Brussels hasn't managed to rule us yet and judging by public opinion swinging violently away from Blair, it seems highly unlikely that we will ever be firmly under the thumb of the EU. We have resisted an awful lot on this ancient isle jwhop, mainly because the majority of the electorate tends to question before believing.

And actually my dear, that the sun still shines here, in between our legendary downpours. You may be wise to take advice from a nation who pursued a ridiculous day dream of gaining an empire, and the ramifications it produced. Because to all intents and purposes, an empire is exactly what Bush's administration is pursuing (possibly under the guise of ridding the world of terrorism) - simply read the quote from the Project for The New American Century's mission statement if you don't believe me. To quote myself from a previous thread...

"The British Empire crashed and burned even though it managed to introduce a few positive things such as better educational opportunities and health care to some of the countries it claimed as it's own, not to mention the concept of democracy itself. We've reaped a great deal of karma however from that arrogant 'global muscle flexing' exercise, so perhaps Mr Bush's administration should take note and learn from our past mistakes?

And since our 2 governments have decided to work together, it is "my back yard" jwhop. Just as it's yours and all of ours.

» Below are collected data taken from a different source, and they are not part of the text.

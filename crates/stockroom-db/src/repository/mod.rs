//! # Repository Module
//!
//! Database repository implementations for Stockroom.
//!
//! ## Layout
//! ```text
//! ┌─────────────────────────────────────────────────────────────────────────┐
//! │  Public repositories (own their transaction per call)                   │
//! │                                                                         │
//! │  ArticleRepository   registry CRUD                                      │
//! │  ProductRepository   create / update / delete, reserve & release,       │
//! │                      lot name generation                                │
//! │  OrderRepository     create / update / delete, status machine           │
//! │  PaymentRepository   ledger + payment-method registry                   │
//! │  BalanceRepository   per-article stock report                           │
//! │  ArticleImporter     CSV bulk load                                      │
//! │  ClientRepository    customer cards                                     │
//! │  ShipmentRepository  shipping journal + per-day notes                   │
//! │       │                                                                 │
//! │       │  &mut SqliteConnection (the caller's transaction)               │
//! │       ▼                                                                 │
//! │  Shared steps (never commit)                                            │
//! │                                                                         │
//! │  ledger::reserve / ledger::release                                      │
//! │  debt::recalculate                                                      │
//! └─────────────────────────────────────────────────────────────────────────┘
//! ```
//!
//! Every mutating call opens its transaction with [`begin_write`].

pub mod article;
pub mod balance;
pub mod client;
pub mod debt;
pub mod import;
pub mod ledger;
pub mod order;
pub mod payment;
pub mod product;
pub mod shipment;

use sqlx::{Sqlite, SqlitePool, Transaction};

use crate::error::DbResult;

/// Opens a transaction that holds the database write lock from its first
/// statement.
///
/// A deferred `BEGIN` that reads before writing cannot upgrade its lock
/// while another writer is active and fails with `SQLITE_BUSY` without
/// waiting. `BEGIN IMMEDIATE` takes the lock up front, so concurrent
/// writers queue on `busy_timeout` instead.
pub(crate) async fn begin_write(pool: &SqlitePool) -> DbResult<Transaction<'static, Sqlite>> {
    Ok(pool.begin_with("BEGIN IMMEDIATE").await?)
}
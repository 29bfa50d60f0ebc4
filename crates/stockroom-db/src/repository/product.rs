//! # Product Repository
//!
//! Composite products built from article allocations.
//!
//! ## Write Path
//! ```text
//! ┌─────────────────────────────────────────────────────────────────────────┐
//! │  create(input)                    update(id, input)                     │
//! │    validate                         validate                            │
//! │    BEGIN                            BEGIN                               │
//! │    reserve(requested)               release(held by product)            │
//! │    INSERT product                   reserve(requested)                  │
//! │    INSERT allocations               UPDATE product                      │
//! │    COMMIT                           replace allocations                 │
//! │                                     recalculate linked order debt       │
//! │                                     COMMIT                              │
//! │                                                                         │
//! │  delete(id)                                                             │
//! │    BEGIN, release(held), DELETE (cascades allocations + links),         │
//! │    recalculate formerly linked orders, COMMIT                           │
//! └─────────────────────────────────────────────────────────────────────────┘
//! ```
//!
//! Derived prices are computed by `stockroom_core::pricing` from the
//! allocations and stored alongside them; reads return what was stored.
//!
//! [`ProductRepository::generate_name`] proposes a lot name (`к0427`) that
//! no stored product uses yet.

use std::collections::HashMap;

use sqlx::{SqliteConnection, SqlitePool};
use stockroom_core::pricing::{compute_derived, requested_weights, DerivedFields};
use stockroom_core::naming::{random_lot_name, LOT_NAME_ATTEMPTS};
use stockroom_core::validation::validate_product;
use stockroom_core::{
    Allocation, AllocationInput, CoreError, Money, Product, ProductInput, ProductStatus,
};
use tracing::{debug, info, warn};

use crate::error::{DbError, DbResult};
use crate::repository::{begin_write, debt, ledger};

// =============================================================================
// Row Mapping
// =============================================================================

#[derive(Debug, sqlx::FromRow)]
struct ProductRow {
    id: i64,
    status: ProductStatus,
    name: String,
    weight: f64,
    discount_percent: f64,
    total_price_cents: i64,
    discounted_price_cents: i64,
    unit_price_cents: i64,
    count: i64,
    video: String,
    description: String,
}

And if you were so keen to seperate yourselves from us, why ask for our assistance ?

By the way, if you wish to prosecute people for harboring or even funding terrorists, you might want to look a little closer to home. Lots of US money went into aiding the IRA cause, and there have been several attacks on the Palestinians by the Israelis who also have a strong supoort in the US.

quote:
We aim to make the case and rally support for American global leadership
(Project for the New American Century)

Well if that's representative of what constitutes adult Republican thought in America, then thanks but I'll take a pass!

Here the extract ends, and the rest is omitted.